Benda itu adalah senter yang terakhir kali digunakan oleh Briptu Yahya, ditemukan oleh petugas olah TKP dan diantarkan ke Unit Lima karena Kepolisian penasaran apa yang melatarbelakangi keputusan Briptu Yahya untuk 'bunuh diri'. Profesor Denny pun lantas meminta tolong pada Sitanggang untuk melakukan 'penerawangan' namun jujur saja Sitanggang agak belum siap melakukan ini.
"Apa kamu mau telusur benda ini nanti saja, Nggang?" tanya Oka, "Toh nanti sore kita kan juga bakal diundang ke syukuran kenaikan pangkatnya ajik saya."
Sitanggang menghela nafas, remaja bertubuh kontet itu menjatuhkan diri di sofa sembari memijit-mijit dahinya, "Oka, kalau aku pingsan di sini, tolong pamitkan aku ke Mayor Pusaka yah, dan semisal bisa tolong bungkuskan makanannya buat kumakan besok!"
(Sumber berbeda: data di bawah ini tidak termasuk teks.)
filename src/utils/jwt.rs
use chrono::{Duration, Utc};
use jsonwebtoken::{decode, encode, DecodingKey, EncodingKey, Header, Validation};
use serde::{Deserialize, Serialize};

use crate::credentials::Role;
use crate::entities::ticket;
use crate::error::{AppError, AppResult};

/// The authenticated principal carried by every bearer token
#[derive(Debug, Serialize, Deserialize, Clone)]
pub struct Claims {
    pub sub: String,     // username
    pub role: Role,
    pub exp: i64,        // expiration timestamp
    pub iat: i64,        // issued at timestamp
}

impl Claims {
    /// Managers may see every ticket, passengers only their own
    pub fn can_view(&self, ticket: &ticket::Model) -> bool {
        match self.role {
            Role::Manager => true,
            Role::Passenger => ticket.user_id == self.sub,
        }
    }
}

pub fn create_token(
    username: &str,
    role: Role,
    secret: &str,
    expiration_hours: i64,
) -> AppResult<String> {
    let now = Utc::now();
    let exp = now + Duration::hours(expiration_hours);

    let claims = Claims {
        sub: username.to_string(),
        role,
        exp: exp.timestamp(),
        iat: now.timestamp(),
    };

    encode(
        &Header::default(),
        &claims,
        &EncodingKey::from_secret(secret.as_bytes()),
    )
    .map_err(|e| AppError::Internal(format!("Failed to create token: {}", e)))
}

pub fn verify_token(token: &str, secret: &str) -> AppResult<Claims> {
    decode::<Claims>(
        token,
        &DecodingKey::from_secret(secret.as_bytes()),
        &Validation::default(),
    )
    .map(|data| data.claims)
    .map_err(|e| AppError::Unauthorized(format!("Invalid token: {}", e)))
}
"Kamu serius mau lakuin ini sekarang?" Oka mulai khawatir dengan ekspresi Sitanggang yang lebih tegang daripada biasanya.
"Ya," Sitanggang lantas mencengkeram senter itu erat-erat dan kembali sejumlah visi menyeruak ke otaknya.
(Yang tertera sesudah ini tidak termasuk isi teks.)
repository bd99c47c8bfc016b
pub mod auth;
pub mod rate_limit;
pub mod role_rate_limit;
Sitanggang kini 'berperan' sebagai Briptu Yahya. Kepalanya dipenuhi sejumlah pikiran, selain dengan pikiran untuk melacak pemilik jejak kaki yang masuk jauh sekali ke dalam hutan, ia juga masih kepikiran soal pendapatannya. Gaji utamanya plus tunjangannya memang seharusnya 'layak' untuk hidup sehari-hari karena jumlahnya di atas 5 juta rupiah, tapi baru-baru ini rentetan musibah melanda keluarganya. Mulai dari ibunya yang stroke dan perlu dibelikan kursi roda, istrinya yang keguguran dan harus dirawat seminggu di RS, sampai tuntutan pekerjaan yang akhir-akhir ini tidak masuk akal. Ia wajib datang ke lapangan, melapor pada atasan pukul 5 pagi dan baru pulang ke rumah pukul 10 atau 11 malam.
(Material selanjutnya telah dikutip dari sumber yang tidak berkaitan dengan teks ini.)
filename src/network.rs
//! Static route data: the fare table and city coordinates.

use std::collections::HashMap;

use serde::{Deserialize, Serialize};

use crate::utils::geo::Coordinates;

#[derive(Debug, Clone, Serialize, Deserialize, PartialEq)]
pub struct FareRule {
    pub from: String,
    pub to: String,
    pub fare: f64,
}

#[derive(Debug, Clone, Serialize, Deserialize, PartialEq)]
pub struct City {
    pub name: String,
    pub latitude: f64,
    pub longitude: f64,
}

/// File layout for `NETWORK_FILE`
#[derive(Debug, Clone, Serialize, Deserialize)]
pub struct NetworkConfig {
    pub fares: Vec<FareRule>,
    pub cities: Vec<City>,
}

impl Default for NetworkConfig {
    fn default() -> Self {
        let fare = |from: &str, to: &str, fare: f64| FareRule {
            from: from.to_string(),
            to: to.to_string(),
            fare,
        };
        let city = |name: &str, latitude: f64, longitude: f64| City {
            name: name.to_string(),
            latitude,
            longitude,
        };

        Self {
            fares: vec![
                fare("City A", "City B", 50.0),
                fare("City A", "City C", 80.0),
                fare("City B", "City C", 30.0),
            ],
            cities: vec![
                city("City A", 12.9716, 77.5946),
                city("City B", 13.0827, 80.2707),
                city("City C", 17.3850, 78.4867),
            ],
        }
    }
}

/// Lookup tables built from a [`NetworkConfig`].
///
/// Fares are keyed by the ordered (origin, destination) pair; the reverse
/// direction of a listed route is not priced unless listed itself.
#[derive(Debug, Clone)]
pub struct Network {
    fares: HashMap<(String, String), f64>,
    cities: HashMap<String, Coordinates>,
    rules: Vec<FareRule>,
}

impl Network {
    pub fn from_config(config: NetworkConfig) -> Self {
        let fares = config
            .fares
            .iter()
            .map(|r| ((r.from.clone(), r.to.clone()), r.fare))
            .collect();
        let cities = config
            .cities
            .into_iter()
            .map(|c| (c.name, Coordinates::new(c.latitude, c.longitude)))
            .collect();

        Self {
            fares,
            cities,
            rules: config.fares,
        }
    }

    pub fn fare(&self, from: &str, to: &str) -> Option<f64> {
        self.fares.get(&(from.to_string(), to.to_string())).copied()
    }

    pub fn coordinates(&self, city: &str) -> Option<Coordinates> {
        self.cities.get(city).copied()
    }

    pub fn routes(&self) -> &[FareRule] {
        &self.rules
    }

    pub fn cities(&self) -> Vec<City> {
        let mut cities: Vec<City> = self
            .cities
            .iter()
            .map(|(name, c)| City {
                name: name.clone(),
                latitude: c.latitude,
                longitude: c.longitude,
            })
            .collect();
        cities.sort_by(|a, b| a.name.cmp(&b.name));
        cities
    }
}

impl Default for Network {
    fn default() -> Self {
        Self::from_config(NetworkConfig::default())
    }
}

#[cfg(test)]
mod tests {
    use super::*;

    #[test]
    fn test_default_fares() {
        let network = Network::default();

        assert_eq!(network.fare("City A", "City B"), Some(50.0));
        assert_eq!(network.fare("City A", "City C"), Some(80.0));
        assert_eq!(network.fare("City B", "City C"), Some(30.0));
    }

    #[test]
    fn test_reverse_route_is_not_priced() {
        let network = Network::default();

        assert_eq!(network.fare("City B", "City A"), None);
        assert_eq!(network.fare("City A", "City A"), None);
    }

    #[test]
    fn test_config_parses_from_json() {
        let json = r#"{
            "fares": [{"from": "North", "to": "South", "fare": 12.5}],
            "cities": [{"name": "South", "latitude": 1.0, "longitude": 2.0}]
        }"#;
        let network = Network::from_config(serde_json::from_str(json).unwrap());

        assert_eq!(network.fare("North", "South"), Some(12.5));
        assert_eq!(network.coordinates("South"), Some(Coordinates::new(1.0, 2.0)));
        assert_eq!(network.coordinates("North"), None);
        assert_eq!(network.routes().len(), 1);
    }
}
Hari Sabtu dan Minggu yang seharusnya hari libur pun sering diganggu dengan urusan tugas kepolisian, belum lagi cicilan motor dan rumah ternyata memakan separuh dari gajinya sehingga ia nyaris tak bisa 'bersenang-senang' sama sekali. Jangankan bersenang-senang, menabung saja ia tak sanggup sebab apa yang bisa ditabung dari gaji tinggal 2,2 juta dan dipakai menghidupi satu ibu yang sakit, seorang istri yang hanya ibu rumah tangga, dan seorang anak yang masih belum genap lima tahun?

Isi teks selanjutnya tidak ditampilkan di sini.